#### [Saved data entries]
____________________

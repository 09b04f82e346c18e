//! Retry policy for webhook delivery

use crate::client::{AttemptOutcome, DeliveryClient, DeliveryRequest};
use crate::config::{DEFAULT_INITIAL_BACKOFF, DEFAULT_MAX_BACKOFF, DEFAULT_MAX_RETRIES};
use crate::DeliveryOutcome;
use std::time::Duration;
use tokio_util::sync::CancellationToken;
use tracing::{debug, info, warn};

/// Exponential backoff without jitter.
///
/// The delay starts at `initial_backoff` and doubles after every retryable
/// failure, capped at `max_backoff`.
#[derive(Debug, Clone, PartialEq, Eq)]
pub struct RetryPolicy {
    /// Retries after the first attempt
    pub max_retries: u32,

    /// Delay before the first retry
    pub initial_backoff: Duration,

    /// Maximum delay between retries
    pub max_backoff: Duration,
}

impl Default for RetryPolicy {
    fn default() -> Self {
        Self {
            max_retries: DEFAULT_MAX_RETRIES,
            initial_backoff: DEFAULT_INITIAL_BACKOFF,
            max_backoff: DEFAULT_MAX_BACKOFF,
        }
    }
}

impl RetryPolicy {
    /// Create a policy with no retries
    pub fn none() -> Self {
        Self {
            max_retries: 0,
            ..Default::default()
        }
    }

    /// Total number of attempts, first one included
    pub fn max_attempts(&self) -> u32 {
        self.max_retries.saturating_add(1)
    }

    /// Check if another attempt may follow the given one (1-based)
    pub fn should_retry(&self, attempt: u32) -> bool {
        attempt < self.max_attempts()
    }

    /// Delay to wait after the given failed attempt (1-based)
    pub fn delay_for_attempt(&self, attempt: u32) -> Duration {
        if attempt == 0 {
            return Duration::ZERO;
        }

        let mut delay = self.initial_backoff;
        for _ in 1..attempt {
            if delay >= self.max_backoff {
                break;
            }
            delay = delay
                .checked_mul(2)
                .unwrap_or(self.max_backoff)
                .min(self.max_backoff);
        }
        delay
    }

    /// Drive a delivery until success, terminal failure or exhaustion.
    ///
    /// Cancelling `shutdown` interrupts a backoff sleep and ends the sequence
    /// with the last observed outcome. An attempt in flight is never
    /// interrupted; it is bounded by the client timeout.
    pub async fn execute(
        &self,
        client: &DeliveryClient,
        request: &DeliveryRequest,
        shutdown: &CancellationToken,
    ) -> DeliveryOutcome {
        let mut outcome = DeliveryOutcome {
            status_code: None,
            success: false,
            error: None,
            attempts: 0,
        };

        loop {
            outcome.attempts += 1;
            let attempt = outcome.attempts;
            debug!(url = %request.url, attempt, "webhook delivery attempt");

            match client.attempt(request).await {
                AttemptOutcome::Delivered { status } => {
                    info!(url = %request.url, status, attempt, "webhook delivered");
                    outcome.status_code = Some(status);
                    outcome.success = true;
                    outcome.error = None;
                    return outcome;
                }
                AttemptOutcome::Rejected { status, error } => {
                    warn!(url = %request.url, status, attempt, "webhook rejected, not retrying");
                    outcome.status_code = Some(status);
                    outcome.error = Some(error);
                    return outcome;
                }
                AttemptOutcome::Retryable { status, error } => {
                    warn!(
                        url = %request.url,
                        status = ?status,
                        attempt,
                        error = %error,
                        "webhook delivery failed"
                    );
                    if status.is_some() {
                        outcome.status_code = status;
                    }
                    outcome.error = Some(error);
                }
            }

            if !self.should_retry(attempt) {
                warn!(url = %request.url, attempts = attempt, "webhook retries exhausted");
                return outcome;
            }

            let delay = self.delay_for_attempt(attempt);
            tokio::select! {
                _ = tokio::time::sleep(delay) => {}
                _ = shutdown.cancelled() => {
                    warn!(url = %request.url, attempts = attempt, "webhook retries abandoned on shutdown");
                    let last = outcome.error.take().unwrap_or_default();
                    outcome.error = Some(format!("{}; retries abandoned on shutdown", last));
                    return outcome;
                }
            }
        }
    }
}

____________________

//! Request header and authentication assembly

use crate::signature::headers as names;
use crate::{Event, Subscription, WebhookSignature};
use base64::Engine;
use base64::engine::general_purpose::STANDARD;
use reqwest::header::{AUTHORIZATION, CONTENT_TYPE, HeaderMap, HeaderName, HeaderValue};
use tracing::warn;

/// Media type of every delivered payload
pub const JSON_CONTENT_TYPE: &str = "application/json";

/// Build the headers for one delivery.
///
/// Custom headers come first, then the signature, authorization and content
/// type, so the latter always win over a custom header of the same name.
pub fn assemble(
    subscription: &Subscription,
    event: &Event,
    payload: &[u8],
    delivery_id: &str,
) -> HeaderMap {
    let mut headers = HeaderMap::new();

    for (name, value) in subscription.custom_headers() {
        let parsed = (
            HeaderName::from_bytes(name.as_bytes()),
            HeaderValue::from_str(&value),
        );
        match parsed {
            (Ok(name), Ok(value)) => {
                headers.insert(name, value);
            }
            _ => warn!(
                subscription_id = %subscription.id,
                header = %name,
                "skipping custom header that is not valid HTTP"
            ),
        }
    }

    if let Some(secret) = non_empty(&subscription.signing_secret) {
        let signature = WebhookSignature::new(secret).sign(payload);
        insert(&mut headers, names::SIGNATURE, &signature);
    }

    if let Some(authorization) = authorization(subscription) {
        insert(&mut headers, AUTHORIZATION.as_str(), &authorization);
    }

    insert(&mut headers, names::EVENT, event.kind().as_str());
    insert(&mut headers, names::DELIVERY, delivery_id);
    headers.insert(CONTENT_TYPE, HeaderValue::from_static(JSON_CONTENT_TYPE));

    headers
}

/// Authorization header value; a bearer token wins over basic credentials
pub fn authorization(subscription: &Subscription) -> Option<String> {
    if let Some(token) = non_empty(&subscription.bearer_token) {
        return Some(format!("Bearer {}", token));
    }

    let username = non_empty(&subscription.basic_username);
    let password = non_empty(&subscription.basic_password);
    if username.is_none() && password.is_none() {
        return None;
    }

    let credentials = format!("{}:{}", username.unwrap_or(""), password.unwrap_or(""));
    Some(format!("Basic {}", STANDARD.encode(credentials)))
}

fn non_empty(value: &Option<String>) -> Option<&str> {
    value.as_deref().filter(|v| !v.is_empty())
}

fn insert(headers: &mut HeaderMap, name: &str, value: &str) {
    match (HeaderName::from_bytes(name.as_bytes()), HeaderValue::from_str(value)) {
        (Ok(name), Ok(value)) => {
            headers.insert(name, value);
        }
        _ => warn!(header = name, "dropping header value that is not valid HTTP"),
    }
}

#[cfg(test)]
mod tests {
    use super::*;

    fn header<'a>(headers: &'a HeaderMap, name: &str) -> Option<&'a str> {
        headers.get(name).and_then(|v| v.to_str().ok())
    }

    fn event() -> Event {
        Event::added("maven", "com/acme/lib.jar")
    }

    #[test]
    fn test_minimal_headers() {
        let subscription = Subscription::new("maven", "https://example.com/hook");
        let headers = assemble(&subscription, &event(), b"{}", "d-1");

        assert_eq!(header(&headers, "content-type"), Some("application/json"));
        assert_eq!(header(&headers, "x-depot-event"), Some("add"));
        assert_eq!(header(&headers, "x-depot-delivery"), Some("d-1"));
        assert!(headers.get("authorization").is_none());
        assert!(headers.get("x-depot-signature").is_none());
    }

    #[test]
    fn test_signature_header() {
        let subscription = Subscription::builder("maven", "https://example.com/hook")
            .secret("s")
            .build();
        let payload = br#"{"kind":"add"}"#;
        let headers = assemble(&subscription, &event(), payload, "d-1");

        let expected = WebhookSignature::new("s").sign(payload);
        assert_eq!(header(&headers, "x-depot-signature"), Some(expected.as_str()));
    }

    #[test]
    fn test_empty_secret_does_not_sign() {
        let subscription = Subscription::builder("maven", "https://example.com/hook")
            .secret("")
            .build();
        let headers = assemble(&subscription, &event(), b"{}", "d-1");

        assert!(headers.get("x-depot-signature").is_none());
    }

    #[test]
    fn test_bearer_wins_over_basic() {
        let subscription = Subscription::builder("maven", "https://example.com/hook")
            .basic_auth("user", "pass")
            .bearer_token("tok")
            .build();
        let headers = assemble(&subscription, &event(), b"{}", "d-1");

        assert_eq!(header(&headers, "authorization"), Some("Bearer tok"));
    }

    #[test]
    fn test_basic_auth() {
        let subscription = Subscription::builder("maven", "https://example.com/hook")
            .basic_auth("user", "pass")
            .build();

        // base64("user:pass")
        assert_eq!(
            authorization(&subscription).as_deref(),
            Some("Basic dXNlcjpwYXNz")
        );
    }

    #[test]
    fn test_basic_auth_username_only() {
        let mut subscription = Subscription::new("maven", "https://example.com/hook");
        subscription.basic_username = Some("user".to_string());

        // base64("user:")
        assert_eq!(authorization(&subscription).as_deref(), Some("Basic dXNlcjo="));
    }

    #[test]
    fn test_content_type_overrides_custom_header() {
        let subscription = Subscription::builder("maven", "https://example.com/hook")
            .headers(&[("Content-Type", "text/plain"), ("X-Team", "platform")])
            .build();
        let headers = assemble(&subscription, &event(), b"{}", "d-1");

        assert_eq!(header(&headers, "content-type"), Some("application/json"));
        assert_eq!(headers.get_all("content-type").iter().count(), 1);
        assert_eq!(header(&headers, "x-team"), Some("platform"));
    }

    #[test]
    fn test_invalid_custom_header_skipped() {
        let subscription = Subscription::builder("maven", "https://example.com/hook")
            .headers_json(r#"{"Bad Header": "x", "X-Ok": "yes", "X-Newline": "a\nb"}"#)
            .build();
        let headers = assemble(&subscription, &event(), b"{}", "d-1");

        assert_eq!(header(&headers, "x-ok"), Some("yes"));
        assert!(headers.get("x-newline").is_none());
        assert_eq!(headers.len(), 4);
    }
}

____________________

#### [PROBLEM REQUIREMENTS]
Scan the data above for the word "HeaderMap", then copy every line that holds it.

#### [EXERCISE RESULT]
use reqwest::header::{AUTHORIZATION, CONTENT_TYPE, HeaderMap, HeaderName, HeaderValue};
) -> HeaderMap {
    let mut headers = HeaderMap::new();
fn insert(headers: &mut HeaderMap, name: &str, value: &str) {
    fn header<'a>(headers: &'a HeaderMap, name: &str) -> Option<&'a str> {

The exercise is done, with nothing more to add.